== LISTED ENTRIES ==
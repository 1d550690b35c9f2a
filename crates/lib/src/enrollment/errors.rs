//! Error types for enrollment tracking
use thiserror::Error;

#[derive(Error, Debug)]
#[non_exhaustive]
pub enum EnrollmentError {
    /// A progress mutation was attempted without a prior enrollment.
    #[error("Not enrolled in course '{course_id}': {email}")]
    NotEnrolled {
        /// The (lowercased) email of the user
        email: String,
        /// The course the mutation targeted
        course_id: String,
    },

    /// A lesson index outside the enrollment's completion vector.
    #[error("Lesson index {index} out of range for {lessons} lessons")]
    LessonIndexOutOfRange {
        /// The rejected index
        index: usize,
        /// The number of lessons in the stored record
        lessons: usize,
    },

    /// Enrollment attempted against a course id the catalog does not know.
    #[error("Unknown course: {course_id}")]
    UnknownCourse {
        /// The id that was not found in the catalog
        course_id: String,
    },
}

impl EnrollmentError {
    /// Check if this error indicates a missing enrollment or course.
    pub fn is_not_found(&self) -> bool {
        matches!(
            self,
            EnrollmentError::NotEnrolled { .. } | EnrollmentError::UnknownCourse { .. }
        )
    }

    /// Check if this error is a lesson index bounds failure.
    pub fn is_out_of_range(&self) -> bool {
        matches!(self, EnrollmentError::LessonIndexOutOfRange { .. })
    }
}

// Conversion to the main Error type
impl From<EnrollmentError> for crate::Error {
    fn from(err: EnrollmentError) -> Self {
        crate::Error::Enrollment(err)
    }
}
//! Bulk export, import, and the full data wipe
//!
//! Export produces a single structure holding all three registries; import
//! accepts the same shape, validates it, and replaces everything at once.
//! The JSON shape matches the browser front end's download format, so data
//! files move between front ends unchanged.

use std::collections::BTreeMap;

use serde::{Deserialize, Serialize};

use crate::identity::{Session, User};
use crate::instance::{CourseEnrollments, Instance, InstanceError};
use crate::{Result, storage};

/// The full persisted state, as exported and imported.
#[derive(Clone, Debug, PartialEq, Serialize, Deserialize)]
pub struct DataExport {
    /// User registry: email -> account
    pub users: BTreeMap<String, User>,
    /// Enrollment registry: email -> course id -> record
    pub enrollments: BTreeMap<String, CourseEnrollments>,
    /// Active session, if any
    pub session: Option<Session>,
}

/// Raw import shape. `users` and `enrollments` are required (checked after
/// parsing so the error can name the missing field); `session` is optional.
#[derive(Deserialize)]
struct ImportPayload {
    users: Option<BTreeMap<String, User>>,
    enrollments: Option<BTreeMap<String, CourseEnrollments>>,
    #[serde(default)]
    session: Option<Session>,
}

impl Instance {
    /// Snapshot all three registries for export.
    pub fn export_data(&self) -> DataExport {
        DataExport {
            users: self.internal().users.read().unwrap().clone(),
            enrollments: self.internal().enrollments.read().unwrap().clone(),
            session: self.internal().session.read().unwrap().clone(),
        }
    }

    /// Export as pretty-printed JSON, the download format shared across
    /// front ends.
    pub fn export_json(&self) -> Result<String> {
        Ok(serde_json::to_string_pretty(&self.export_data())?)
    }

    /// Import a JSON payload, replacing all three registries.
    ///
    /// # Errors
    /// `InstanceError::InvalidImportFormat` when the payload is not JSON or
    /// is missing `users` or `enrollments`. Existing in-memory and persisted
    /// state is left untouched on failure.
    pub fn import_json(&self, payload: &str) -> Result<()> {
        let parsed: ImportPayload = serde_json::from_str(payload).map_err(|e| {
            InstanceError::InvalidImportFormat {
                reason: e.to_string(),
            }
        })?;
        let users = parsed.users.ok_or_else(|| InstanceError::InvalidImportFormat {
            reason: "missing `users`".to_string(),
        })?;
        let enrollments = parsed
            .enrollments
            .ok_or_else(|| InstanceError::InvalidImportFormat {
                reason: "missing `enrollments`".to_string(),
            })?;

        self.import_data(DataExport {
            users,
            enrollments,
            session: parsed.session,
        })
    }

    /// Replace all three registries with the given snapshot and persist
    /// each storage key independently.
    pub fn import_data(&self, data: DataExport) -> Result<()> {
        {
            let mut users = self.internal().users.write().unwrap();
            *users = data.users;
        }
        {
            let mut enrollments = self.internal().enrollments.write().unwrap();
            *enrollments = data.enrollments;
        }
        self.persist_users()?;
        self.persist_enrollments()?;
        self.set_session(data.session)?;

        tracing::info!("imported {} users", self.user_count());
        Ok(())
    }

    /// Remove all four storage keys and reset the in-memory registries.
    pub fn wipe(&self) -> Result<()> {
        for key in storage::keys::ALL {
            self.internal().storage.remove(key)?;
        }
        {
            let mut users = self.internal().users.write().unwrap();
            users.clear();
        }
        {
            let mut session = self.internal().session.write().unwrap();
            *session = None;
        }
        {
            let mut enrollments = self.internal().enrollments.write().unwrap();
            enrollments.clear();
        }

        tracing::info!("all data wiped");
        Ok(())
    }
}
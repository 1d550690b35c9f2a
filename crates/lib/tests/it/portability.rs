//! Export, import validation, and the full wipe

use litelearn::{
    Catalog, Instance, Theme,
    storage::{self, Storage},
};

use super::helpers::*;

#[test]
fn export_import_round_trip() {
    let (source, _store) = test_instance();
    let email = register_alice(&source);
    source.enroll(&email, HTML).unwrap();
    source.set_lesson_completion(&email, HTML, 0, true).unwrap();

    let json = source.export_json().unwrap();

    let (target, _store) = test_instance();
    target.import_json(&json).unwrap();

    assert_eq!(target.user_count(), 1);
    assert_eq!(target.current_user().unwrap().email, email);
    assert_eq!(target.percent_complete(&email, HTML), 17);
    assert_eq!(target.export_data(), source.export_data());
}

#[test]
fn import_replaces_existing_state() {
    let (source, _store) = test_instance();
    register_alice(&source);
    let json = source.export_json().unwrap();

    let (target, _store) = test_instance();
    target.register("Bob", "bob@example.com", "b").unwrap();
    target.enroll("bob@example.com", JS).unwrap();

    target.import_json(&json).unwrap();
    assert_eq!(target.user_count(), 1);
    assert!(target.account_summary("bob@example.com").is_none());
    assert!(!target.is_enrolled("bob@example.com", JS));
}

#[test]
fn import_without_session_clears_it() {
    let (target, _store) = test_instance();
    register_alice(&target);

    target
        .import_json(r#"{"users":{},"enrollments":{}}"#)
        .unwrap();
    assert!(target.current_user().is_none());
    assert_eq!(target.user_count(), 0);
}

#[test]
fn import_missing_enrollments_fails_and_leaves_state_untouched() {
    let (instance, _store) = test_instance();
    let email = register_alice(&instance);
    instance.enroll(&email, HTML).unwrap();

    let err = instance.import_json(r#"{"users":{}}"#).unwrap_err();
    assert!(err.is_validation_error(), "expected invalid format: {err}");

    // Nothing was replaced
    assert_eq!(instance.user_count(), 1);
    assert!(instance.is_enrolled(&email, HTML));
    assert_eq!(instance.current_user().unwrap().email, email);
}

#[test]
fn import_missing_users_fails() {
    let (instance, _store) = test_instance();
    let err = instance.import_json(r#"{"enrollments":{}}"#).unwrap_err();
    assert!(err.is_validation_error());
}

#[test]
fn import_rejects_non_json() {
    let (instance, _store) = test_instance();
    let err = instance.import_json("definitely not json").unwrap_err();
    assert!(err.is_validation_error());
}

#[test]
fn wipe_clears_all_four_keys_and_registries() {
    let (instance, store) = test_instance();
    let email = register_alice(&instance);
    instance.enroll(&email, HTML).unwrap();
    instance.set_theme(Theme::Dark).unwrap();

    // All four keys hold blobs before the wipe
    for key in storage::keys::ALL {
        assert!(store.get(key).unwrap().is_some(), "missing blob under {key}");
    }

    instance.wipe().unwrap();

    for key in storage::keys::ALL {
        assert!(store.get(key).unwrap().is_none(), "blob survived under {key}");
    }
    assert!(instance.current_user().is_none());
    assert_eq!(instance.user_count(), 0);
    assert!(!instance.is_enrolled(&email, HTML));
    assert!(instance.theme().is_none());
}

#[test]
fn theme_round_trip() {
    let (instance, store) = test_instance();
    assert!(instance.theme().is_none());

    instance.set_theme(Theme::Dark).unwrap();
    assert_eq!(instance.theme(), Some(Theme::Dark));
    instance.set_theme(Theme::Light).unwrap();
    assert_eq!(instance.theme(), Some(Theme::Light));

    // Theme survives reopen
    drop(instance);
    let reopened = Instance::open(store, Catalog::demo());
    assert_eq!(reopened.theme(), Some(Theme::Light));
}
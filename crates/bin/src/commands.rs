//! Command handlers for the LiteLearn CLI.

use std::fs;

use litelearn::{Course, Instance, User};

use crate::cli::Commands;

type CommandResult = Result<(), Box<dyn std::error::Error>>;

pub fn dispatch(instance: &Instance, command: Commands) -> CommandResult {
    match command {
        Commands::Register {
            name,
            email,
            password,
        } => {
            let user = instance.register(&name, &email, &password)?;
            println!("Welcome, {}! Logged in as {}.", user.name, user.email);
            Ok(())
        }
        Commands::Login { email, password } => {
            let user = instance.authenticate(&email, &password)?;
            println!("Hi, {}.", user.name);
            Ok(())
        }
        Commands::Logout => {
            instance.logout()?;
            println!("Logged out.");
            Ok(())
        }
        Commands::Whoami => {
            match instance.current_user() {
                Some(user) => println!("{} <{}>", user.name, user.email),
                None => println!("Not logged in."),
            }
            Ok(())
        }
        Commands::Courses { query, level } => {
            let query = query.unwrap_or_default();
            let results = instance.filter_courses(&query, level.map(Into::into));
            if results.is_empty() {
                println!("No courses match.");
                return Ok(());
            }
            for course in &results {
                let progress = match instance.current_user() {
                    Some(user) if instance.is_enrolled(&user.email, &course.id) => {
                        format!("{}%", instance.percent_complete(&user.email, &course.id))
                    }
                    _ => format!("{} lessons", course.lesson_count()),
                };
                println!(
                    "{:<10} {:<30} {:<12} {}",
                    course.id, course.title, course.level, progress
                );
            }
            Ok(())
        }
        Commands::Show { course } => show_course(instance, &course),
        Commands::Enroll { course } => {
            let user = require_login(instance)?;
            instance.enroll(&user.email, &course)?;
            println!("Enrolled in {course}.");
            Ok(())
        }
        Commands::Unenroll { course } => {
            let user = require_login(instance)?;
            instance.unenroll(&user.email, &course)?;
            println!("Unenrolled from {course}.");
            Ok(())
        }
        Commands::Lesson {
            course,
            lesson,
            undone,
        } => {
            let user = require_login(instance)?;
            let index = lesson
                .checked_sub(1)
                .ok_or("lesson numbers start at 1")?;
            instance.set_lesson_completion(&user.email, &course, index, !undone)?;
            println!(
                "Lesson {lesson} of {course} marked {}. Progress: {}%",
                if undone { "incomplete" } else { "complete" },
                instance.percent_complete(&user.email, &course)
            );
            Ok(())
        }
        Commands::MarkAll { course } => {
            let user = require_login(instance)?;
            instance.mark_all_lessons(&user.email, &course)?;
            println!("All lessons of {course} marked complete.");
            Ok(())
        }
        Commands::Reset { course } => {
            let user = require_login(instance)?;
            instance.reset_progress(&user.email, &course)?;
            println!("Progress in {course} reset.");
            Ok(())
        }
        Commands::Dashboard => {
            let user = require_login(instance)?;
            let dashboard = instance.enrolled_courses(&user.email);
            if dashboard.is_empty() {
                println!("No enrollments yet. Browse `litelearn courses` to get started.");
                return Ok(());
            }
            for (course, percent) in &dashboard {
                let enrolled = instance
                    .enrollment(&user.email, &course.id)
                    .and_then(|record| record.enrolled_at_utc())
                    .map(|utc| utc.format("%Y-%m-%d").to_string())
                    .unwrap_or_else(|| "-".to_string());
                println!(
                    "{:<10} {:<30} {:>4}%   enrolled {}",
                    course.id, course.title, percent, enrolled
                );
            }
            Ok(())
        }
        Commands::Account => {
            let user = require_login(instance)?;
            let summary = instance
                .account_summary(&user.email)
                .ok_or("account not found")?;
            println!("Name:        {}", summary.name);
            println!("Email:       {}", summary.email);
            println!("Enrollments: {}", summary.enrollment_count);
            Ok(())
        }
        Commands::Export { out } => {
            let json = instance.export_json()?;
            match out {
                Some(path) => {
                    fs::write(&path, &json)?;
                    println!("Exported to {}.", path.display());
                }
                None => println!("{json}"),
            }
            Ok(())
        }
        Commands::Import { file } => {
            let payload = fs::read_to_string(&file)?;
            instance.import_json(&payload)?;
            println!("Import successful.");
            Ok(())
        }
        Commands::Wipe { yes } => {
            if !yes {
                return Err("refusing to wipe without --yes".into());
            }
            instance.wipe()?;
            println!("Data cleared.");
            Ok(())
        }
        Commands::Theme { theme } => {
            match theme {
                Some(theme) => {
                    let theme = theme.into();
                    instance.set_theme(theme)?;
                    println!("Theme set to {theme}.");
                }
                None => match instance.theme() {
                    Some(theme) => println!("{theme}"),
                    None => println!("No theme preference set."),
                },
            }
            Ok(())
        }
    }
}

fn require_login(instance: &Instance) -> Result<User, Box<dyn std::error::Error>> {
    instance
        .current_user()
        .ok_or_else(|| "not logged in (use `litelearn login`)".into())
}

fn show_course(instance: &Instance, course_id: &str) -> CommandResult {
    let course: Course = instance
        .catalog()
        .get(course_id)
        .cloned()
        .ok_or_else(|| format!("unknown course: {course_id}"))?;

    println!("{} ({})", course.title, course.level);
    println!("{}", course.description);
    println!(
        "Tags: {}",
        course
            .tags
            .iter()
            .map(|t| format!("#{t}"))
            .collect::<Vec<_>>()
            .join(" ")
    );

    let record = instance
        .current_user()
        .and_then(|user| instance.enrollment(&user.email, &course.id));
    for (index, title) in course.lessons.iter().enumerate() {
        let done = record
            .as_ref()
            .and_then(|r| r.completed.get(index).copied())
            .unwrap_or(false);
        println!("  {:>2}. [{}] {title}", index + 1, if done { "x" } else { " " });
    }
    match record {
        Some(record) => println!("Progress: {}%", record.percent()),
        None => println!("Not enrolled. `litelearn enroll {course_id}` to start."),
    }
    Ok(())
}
===
:: WHAT THE TASK REQUIRES ::
Every line of the data that holds "results" should be counted, and only the total given.

:: THE ANSWER ::
3